Digital Audio: Bit Depth vs. Resolution

It’s commonly said that digital audio’s resolution depends on the bit depth of each sample. Each bit doubles the range of amplitudes that can be stored, and a doubling of voltage is about 6 dB, so 16-bit audio is said to have 16 * 6 = 96 dB of resolution.

However, I believe that resolution is the wrong word. Here I will show that digital audio actually has virtually* infinite resolution at any bit depth. But first, let’s explore the common belief with an example.

Use REW to generate a single-tone sin wave, say 622 Hz at -114 dB. It sounds like this:

Of course you probably can’t hear it because -114 dB is very quiet. So let’s amplify it by +113 dB:

OK, that’s it. Yet experienced listeners may notice this doesn’t sound like a pure tone. It sounds a bit dirty. Let’s take a look at it:

You can see that the curve isn’t smooth. It has jagged jumps. This is called quantization distortion. We’ll get to this later. But the point is, the wave is there.

Now that we know this wave really exists, let’s take it at its original level of -114 dB and convert it to 16-bit. Here’s what that sounds like:

Nothing to hear, folks. It pure digital zeroes. No matter how high you turn it up, the only noise you’ll hear is from your sound card or amp.

Intuitively this makes sense. This wave’s peaks are too small; they never get anywhere near as loud as -96 dB, which is the smallest signal that 16-bit audio can capture. In fact, their peaks are a full 18 dB below that minimum threshold.

So, doesn’t this prove that 16-bit audio has only 96 dB of resolution? That is, it can’t capture anything below -96 dB? It seems so, but no — it doesn’t.

The reason for this is because I did the above transformations without using dither.  But dither is an essential part of digital audio. When dithered, digital audio can capture signals well below -96 dB.

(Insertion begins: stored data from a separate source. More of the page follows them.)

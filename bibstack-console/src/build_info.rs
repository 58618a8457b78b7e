//! Build and host-environment metadata for issue reports.

use serde::{Deserialize, Serialize};

/// Product and host metadata embedded in automatic bug reports.
///
/// The shell constructs this once at startup; the console model only reads
/// it. OS name and architecture come from the compile-time constants, the
/// OS version and toolchain version are filled in by the shell where it
/// can determine them.
#[derive(Debug, Clone, PartialEq, Eq, Serialize, Deserialize)]
pub struct BuildInfo {
    pub product: String,
    pub version: String,
    pub os: String,
    pub os_version: String,
    pub arch: String,
    /// Rust toolchain the binary was built with.
    pub rust_version: String,
}

impl BuildInfo {
    /// Metadata for the current host with the given product and version.
    #[must_use]
    pub fn new(product: impl Into<String>, version: impl Into<String>) -> Self {
        Self {
            product: product.into(),
            version: version.into(),
            os: std::env::consts::OS.to_string(),
            os_version: "unknown".to_string(),
            arch: std::env::consts::ARCH.to_string(),
            rust_version: "unknown".to_string(),
        }
    }

    /// Sets the host OS version.
    #[must_use]
    pub fn with_os_version(mut self, os_version: impl Into<String>) -> Self {
        self.os_version = os_version.into();
        self
    }

    /// Sets the toolchain version.
    #[must_use]
    pub fn with_rust_version(mut self, rust_version: impl Into<String>) -> Self {
        self.rust_version = rust_version.into();
        self
    }
}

Here’s that -114 dB signal converted to 16-bit, with dither:

If that is too quiet to hear, here’s the same signal boosted by +90 dB (this is loud, so turn down the volume before playing):

That noise like tape hiss is the dither. You can clearly hear the sin wave in the noise. For comparison, here’s the above non-dithered transformation, boosted to the same level with dither:

This is pure noise/hiss without any signal. Comparing it to the above, the difference is obvious.

Conclusion

Here we’ve captured a -114 dB signal with 16-bit audio, which supposedly has only 96 dB of resolution. That’s 18 dB below its supposed minimum. Yet there’s nothing special about 18 dB. If it can go 18 dB below, there’s no arbitrary limit how much lower it can go. Eventually it will get masked by the noise so you won’t hear it anymore, but that happen far below 16-bit’s oft-quoted “resolution”.

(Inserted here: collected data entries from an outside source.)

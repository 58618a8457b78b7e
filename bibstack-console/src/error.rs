//! Error types for the console crate.

use thiserror::Error;

/// Result type for console operations.
pub type ConsoleResult<T> = Result<T, ConsoleError>;

/// Failures the host environment can report back to the console model.
///
/// Both are recoverable; the shipped policy is to log them and move on,
/// but the caller makes that call.
#[derive(Debug, Error, Clone, PartialEq, Eq)]
pub enum ConsoleError {
    /// The system clipboard rejected the write.
    #[error("clipboard write failed: {0}")]
    Clipboard(String),

    /// The host could not open the default browser (launch failure or a
    /// URL the platform refused).
    #[error("browser launch failed: {0}")]
    BrowserLaunch(String),
}
//! Surfaces provided by the host environment.
//!
//! The console model talks to the platform only through these seams; the
//! GUI shell supplies the production implementations.

use crate::ConsoleResult;

/// Write access to the system clipboard.
pub trait Clipboard: Send + Sync {
    /// Replaces the clipboard contents with plain UTF-8 text.
    fn set_contents(&self, text: &str) -> ConsoleResult<()>;
}

/// Status notifications and modal dialogs.
pub trait DialogService: Send + Sync {
    /// Shows a transient, non-blocking status notification.
    fn notify(&self, message: &str);

    /// Shows a modal information dialog and waits for dismissal.
    fn show_information(&self, title: &str, content: &str);
}

/// Opens URLs in the user's default browser.
pub trait BrowserOpener: Send + Sync {
    /// Hands the URL to the host; blocks until the launch call returns.
    fn open_url(&self, url: &str) -> ConsoleResult<()>;
}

This might seem like a contradiction, but it’s not. That’s because resolution is the wrong way to think about bit depth, leading to wrong notions about what actually is limited by bit depth.

Dither is what makes this possible, so it’s an essential part of digital audio. It enables us to capture signals well below the 6 dB / bit levels that are often quoted. Dither is not about psychoacoustics, it is about physics (or math, if you prefer).

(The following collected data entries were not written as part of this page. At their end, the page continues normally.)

//! The application-wide log buffer.
//!
//! An explicit, owned, append-only sink passed by reference to producers
//! and consumers. One lock covers the records and the observer list, so
//! appends from background threads are neither lost nor torn and observer
//! registration cannot race an append. Observer callbacks run
//! synchronously on the appending thread, after the lock is released.

use crate::record::LogRecord;
use std::sync::{Arc, Mutex};

/// Observes appends to a [`LogSink`].
pub trait LogObserver: Send + Sync {
    /// Called once per appended record, in append order, on the appending
    /// thread.
    fn appended(&self, record: &LogRecord);
}

#[derive(Default)]
struct SinkState {
    records: Vec<LogRecord>,
    observers: Vec<Arc<dyn LogObserver>>,
}

/// Append-only buffer of log records with observer subscription.
///
/// Records are never removed or reordered; the buffer lives as long as the
/// application. Consumers either take a [`snapshot`](Self::snapshot) or
/// [`attach`](Self::attach) an observer for a live mirror.
#[derive(Default)]
pub struct LogSink {
    state: Mutex<SinkState>,
}

impl LogSink {
    /// Creates an empty sink.
    #[must_use]
    pub fn new() -> Self {
        Self::default()
    }

    /// Appends a record and notifies every observer.
    pub fn append(&self, record: LogRecord) {
        let observers = {
            let mut state = self.state.lock().unwrap();
            state.records.push(record.clone());
            state.observers.clone()
        };
        for observer in observers {
            observer.appended(&record);
        }
    }

    /// Registers an observer and returns the records appended so far.
    ///
    /// Registration and snapshot happen under one lock: every record is
    /// either in the returned list or delivered through the observer,
    /// never both and never neither.
    pub fn attach(&self, observer: Arc<dyn LogObserver>) -> Vec<LogRecord> {
        let mut state = self.state.lock().unwrap();
        state.observers.push(observer);
        state.records.clone()
    }

    /// A copy of all records, in append order.
    #[must_use]
    pub fn snapshot(&self) -> Vec<LogRecord> {
        self.state.lock().unwrap().records.clone()
    }

    /// Number of records appended so far.
    #[must_use]
    pub fn len(&self) -> usize {
        self.state.lock().unwrap().records.len()
    }

    /// True while nothing has been appended.
    #[must_use]
    pub fn is_empty(&self) -> bool {
        self.len() == 0
    }
}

What exactly is dither? Essentially, it’s randomizing the LSB (least significant bit) of each sample. Yes “random” means noise, so this adds noise to the signal. The irony is, adding noise increases the resolution. How much noise you get by randomizing the LSB depends on how “small” the LSB is. That is, it depends on the bit depth. With 16-bit audio, the LSB is -90 to -96 dB. With 24-bit audio, the LSB is -138 to -144 dB. In this sense, higher bit depths are like better quality analog tape having less hiss (though of course even 16-bit has far less noise than any analog tape ever invented).

Alternative Explanation

So how exactly does randomizing the LSB enable the samples to detect tiny signals below the bit depth? Here’s an intuitive way to think about this: every sample’s LSB is randomized, so 0 and 1 are equally likely. But when you add a tiny signal to this, it slightly biases the outcome. When the signal swings positive, the sum of signal + random LSB is slightly biased toward 1, meaning it’s slightly more likely to be 1 than 0. When the signal swings negative, the opposite happens.

Conclusion

In summary, digital audio can capture extremely low level signals well below its bit depth. The limiting factor for the smallest encodable signal is determined not by the bit depth, but by the noise level. At some point the dither noise will mask low level signals, but this happens well below the bit depth.